--- EXERCISE INSTRUCTIONS ---
When you reach the line containing "#[cfg(unix)]", include it and stop; until then, return each line of the material exactly, starting with the first.

--- DATA IN THIS EXERCISE ---
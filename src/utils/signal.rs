use tokio::signal;

/// Resolves on Ctrl+C or, on unix, SIGTERM; axum then drains in-flight requests.
pub async fn shutdown_signal() {
    let ctrl_c = async {
        if let Err(e) = signal::ctrl_c().await {
            tracing::error!("failed to install Ctrl+C handler: {e}");
            std::future::pending::<()>().await;
        }
    };

    #[cfg(unix)]
    let terminate = async {
        match signal::unix::signal(signal::unix::SignalKind::terminate()) {
            Ok(mut sig) => {
                sig.recv().await;
            }
            Err(e) => {
                tracing::error!("failed to install SIGTERM handler: {e}");
                std::future::pending::<()>().await;
            }
        }
    };

    #[cfg(not(unix))]
    let terminate = std::future::pending::<()>();

    tokio::select! {
        _ = ctrl_c => {
            #[cfg(not(windows))]
            println!();
            tracing::info!("Ctrl+C received. Please wait, this could take a while.");
        }
        _ = terminate => {
            tracing::info!("SIGTERM received, shutting down.");
        }
    }
}
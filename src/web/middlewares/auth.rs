use axum::{
    extract::{Request, State},
    http::{HeaderMap, header},
    middleware::Next,
    response::Response,
};
use uuid::Uuid;

use crate::{
    auth,
    model::{CrudRepository, ResourceTyped, entity::UserEntity},
    web::{AppState, RequestContext, WebResult, context::AuthenticatedUser, error::WebError},
};

/// The token of an `Authorization: Bearer <token>` header, if there is one.
pub fn bearer_token(headers: &HeaderMap) -> WebResult<Option<&str>> {
    let Some(value) = headers.get(header::AUTHORIZATION) else {
        return Ok(None);
    };

    let value = value
        .to_str()
        .map_err(|_| WebError::auth_header_malformed())?;
    let (scheme, token) = value
        .split_once(' ')
        .ok_or_else(WebError::auth_header_malformed)?;
    if !scheme.eq_ignore_ascii_case("bearer") || token.trim().is_empty() {
        return Err(WebError::auth_header_malformed());
    }

    Ok(Some(token.trim()))
}

/// Rejects the request with 401 unless it carries a valid token of an
/// active user; otherwise stores the user in the [`RequestContext`].
pub async fn require_user_fn(
    State(state): State<AppState>,
    mut req: Request,
    next: Next,
) -> Result<Response, WebError> {
    let token = bearer_token(req.headers())?.ok_or_else(WebError::auth_required)?;

    let claims = auth::process_token(token, state.auth().jwt_secret())
        .map_err(WebError::auth_token_invalid)?;

    let id = claims
        .claims
        .sub
        .parse::<Uuid>()
        .map_err(|_| WebError::auth_user_revoked())?;

    let user = UserEntity::find_by_id(state.pool(), &AuthenticatedUser::admin(), id)
        .await
        .map_err(|e| WebError::resource_fetch_error(UserEntity::get_resource_type(), e))?
        .filter(|user| user.is_active())
        .ok_or_else(WebError::auth_user_revoked)?;

    req.extensions_mut()
        .insert(RequestContext::new(Some(AuthenticatedUser::new(
            user.id(),
            user.role(),
        ))));

    Ok(next.run(req).await)
}
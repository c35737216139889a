use std::path::PathBuf;

use thiserror::Error;

pub type ConfigResult<T> = std::result::Result<T, ConfigError>;

#[derive(Debug, Error)]
pub enum ConfigError {
    #[error("failed to read config: {0}")]
    Io(#[from] std::io::Error),
    #[error("invalid config: {0}")]
    Parse(#[from] toml::de::Error),
    #[error("no config file found (last tried {})", .0.display())]
    NotFound(PathBuf),
    #[error("invalid config: {0}")]
    Invalid(String),
}
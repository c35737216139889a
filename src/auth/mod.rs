mod password;
pub use password::{hash_password, verify_password};
mod jwt;
pub use jwt::{UserClaims, generate_token, issue_token, process_token};
mod error;
pub use error::{CryptError, CryptResult};
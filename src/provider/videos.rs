//! Keyword-matched YouTube recommendations.
//!
//! The pick is seeded from the topic and title, so the same module always
//! gets the same video while different modules on one subject get variety.

use crate::learning::VideoLink;

struct Shelf {
    keywords: &'static [&'static str],
    label: &'static str,
    ids: [&'static str; 5],
    minutes: (u64, u64),
}

const fn shelf(
    keywords: &'static [&'static str],
    label: &'static str,
    ids: [&'static str; 5],
    minutes: (u64, u64),
) -> Shelf {
    Shelf {
        keywords,
        label,
        ids,
        minutes,
    }
}

const PROGRAMMING: &[&str] = &[
    "python", "programming", "code", "algorithm", "data structure", "heap", "stack", "queue",
    "tree", "graph", "array", "sorting", "search",
];

/// Narrower shelves inside programming, checked in order.
static PROGRAMMING_SHELVES: &[Shelf] = &[
    shelf(&["list", "array"], "Python Lists & Arrays", ["W6NZfCO5SIk", "rfscVS0vtbw", "JJmcL1N2KQs", "Tn6-PIqc4UM", "hdI2bqOjy3c"], (10, 25)),
    shelf(&["function"], "Python Functions", ["PkZNo7MFNFg", "Tn6-PIqc4UM", "SqcY0GlETPk", "DLX62G4lc44", "TlB_eWDSMt4"], (12, 30)),
    shelf(&["heap"], "Heap Data Structure", ["t0Cq6tVNRBA", "HqPJF2L5h9U", "B7hVxCmfPtM", "WCm3TqScBM8", "AE5I0xACpZs"], (15, 35)),
    shelf(&["stack"], "Stack Data Structure", ["wptevk0bshY", "F1F2imiOJfk", "KJYfzFnVfn8", "O1KeXo8lE8A", "78m2-VsZSG4"], (15, 35)),
    shelf(&["queue"], "Queue Data Structure", ["6JxvKfSV9Ns", "zp6pBNbUB2U", "D6gu-_tmEpQ", "A5_XdiK4J8A", "okr-XE8yTO8"], (15, 35)),
    shelf(&["tree"], "Tree Data Structure", ["RBSGKlAvoiM", "1-l_UOFi1Xw", "76dhtgZt38A", "IpyCqRmaKW4", "ZM-sV9zQPEs"], (15, 35)),
    shelf(&["graph"], "Graph Data Structure", ["09_LlHjoEiY", "tWVWeAqZ0WU", "zaBhtODEL0w", "pcKY4hjDrxk", "AfYqN3fGapc"], (15, 35)),
    shelf(&["algorithm", "sorting", "search", "dynamic programming"], "Algorithms", ["KEEKn7Me-ms", "l7-f9gS8VuE", "WaNLJf8xzC4", "oBt53YbR9Kk", "P5Uv_DAHdwg"], (18, 40)),
    shelf(&[""], "Programming", ["fBNz5xF-Kx4", "Oe421EPjeBE", "TlB_eWDSMt4", "KEEKn7Me-ms", "t0Cq6tVNRBA"], (15, 35)),
];

static SUBJECT_SHELVES: &[Shelf] = &[
    shelf(&["hook"], "React Hooks", ["O6P86uwfdR0", "dpw9EHDh2bM", "TNhaISOUy6Q", "f687hBjwFcM", "35lXWvCuM8o"], (18, 28)),
    shelf(&["component"], "React Components", ["Tn6-PIqc4UM", "SqcY0GlETPk", "DLX62G4lc44", "w7ejDZ8SWv8", "Ke90Tje7VS0"], (20, 35)),
    shelf(&["javascript", "react", "js", "web"], "JavaScript", ["PkZNo7MFNFg", "hdI2bqOjy3c", "W6NZfCO5SIk", "jS4aFq5-91M", "SBmSRK3feww"], (14, 25)),
    shelf(&["math", "science", "physics", "chemistry", "biology"], "Science & Math", ["WUvTyaaNkzM", "fNk_zzaMoSs", "kCc8FmEb1nY", "YQHsXMglC9A", "3AtDnEC4zak"], (16, 30)),
    shelf(&["language", "english", "literature", "writing", "grammar"], "Language Learning", ["VuEQzZAEydw", "3AtDnEC4zak", "kCc8FmEb1nY", "YQHsXMglC9A", "fNk_zzaMoSs"], (12, 22)),
    shelf(&["history", "geography", "social", "politics", "culture"], "History & Culture", ["TlB_eWDSMt4", "fBNz5xF-Kx4", "Oe421EPjeBE", "qZXt1Aom3Cs", "nhBVL41-_Cw"], (18, 32)),
    shelf(&["art", "music", "design", "creative", "draw", "paint"], "Arts & Creativity", ["5LYrN_cAJoA", "O6P86uwfdR0", "dpw9EHDh2bM", "TNhaISOUy6Q", "f687hBjwFcM"], (15, 28)),
    shelf(&["business", "economics", "finance", "marketing", "management"], "Business & Finance", ["35lXWvCuM8o", "w7ejDZ8SWv8", "Ke90Tje7VS0", "jS4aFq5-91M", "SBmSRK3feww"], (20, 35)),
    shelf(&["health", "fitness", "medicine", "nutrition", "exercise"], "Health & Wellness", ["WUvTyaaNkzM", "fNk_zzaMoSs", "kCc8FmEb1nY", "YQHsXMglC9A", "3AtDnEC4zak"], (12, 25)),
    shelf(&["cooking", "food", "recipe", "lifestyle", "hobby"], "Cooking & Lifestyle", ["VuEQzZAEydw", "3AtDnEC4zak", "kCc8FmEb1nY", "YQHsXMglC9A", "fNk_zzaMoSs"], (10, 20)),
];

static GENERAL: Shelf = shelf(&[], "Learn About", ["TlB_eWDSMt4", "fBNz5xF-Kx4", "Oe421EPjeBE", "qZXt1Aom3Cs", "nhBVL41-_Cw"], (15, 30));

/// FNV-1a; stable across builds and platforms, unlike `DefaultHasher`.
fn seed(topic: &str, title: &str) -> u64 {
    format!("{}_{}", topic.to_lowercase(), title.to_lowercase())
        .bytes()
        .fold(0xcbf2_9ce4_8422_2325, |hash, b| {
            (hash ^ u64::from(b)).wrapping_mul(0x0100_0000_01b3)
        })
}

fn matches(shelf: &Shelf, topic: &str) -> bool {
    shelf.keywords.iter().any(|k| topic.contains(k))
}

fn pick_shelf(topic: &str) -> &'static Shelf {
    if PROGRAMMING.iter().any(|k| topic.contains(k)) {
        return PROGRAMMING_SHELVES
            .iter()
            .find(|s| matches(s, topic))
            .unwrap_or(&GENERAL);
    }
    // hooks and components only count on web topics
    let web = ["javascript", "react", "js", "web"]
        .iter()
        .any(|k| topic.contains(k));
    SUBJECT_SHELVES
        .iter()
        .filter(|s| web || !s.keywords.iter().any(|k| *k == "hook" || *k == "component"))
        .find(|s| matches(s, topic))
        .unwrap_or(&GENERAL)
}

/// Videos attached to a freshly generated module.
pub const MODULE_VIDEOS: usize = 1;

/// Most videos a single recommendation returns; one per shelf id.
pub const MAX_VIDEOS: usize = 5;

/// Up to `count` distinct videos for `topic`, seeded with `title`.
///
/// The same arguments always yield the same links.
pub fn recommend(topic: &str, title: &str, count: usize) -> Vec<VideoLink> {
    let shelf = pick_shelf(&topic.to_lowercase());
    let seed = seed(topic, title);
    let start = (seed % shelf.ids.len() as u64) as usize;
    let (lo, hi) = shelf.minutes;

    (0..count.min(shelf.ids.len()))
        .map(|n| {
            let id = shelf.ids[(start + n) % shelf.ids.len()];
            let mixed = seed.rotate_left(8 * n as u32);
            let minutes = lo + (mixed >> 16) % (hi - lo + 1);
            let seconds = 10 + (mixed >> 32) % 50;
            let title = match n {
                0 => format!("{} - {title}", shelf.label),
                n => format!("{} - {title} (part {})", shelf.label, n + 1),
            };

            VideoLink {
                title,
                url: format!("https://www.youtube.com/watch?v={id}"),
                thumbnail: format!("https://i.ytimg.com/vi/{id}/maxresdefault.jpg"),
                duration: format!("{minutes}:{seconds:02}"),
            }
        })
        .collect()
}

--- REPLY ---
filename src/utils/signal.rs
use tokio::signal;

/// Resolves on Ctrl+C or, on unix, SIGTERM; axum then drains in-flight requests.
pub async fn shutdown_signal() {
    let ctrl_c = async {
        if let Err(e) = signal::ctrl_c().await {
            tracing::error!("failed to install Ctrl+C handler: {e}");
            std::future::pending::<()>().await;
        }
    };

    #[cfg(unix)]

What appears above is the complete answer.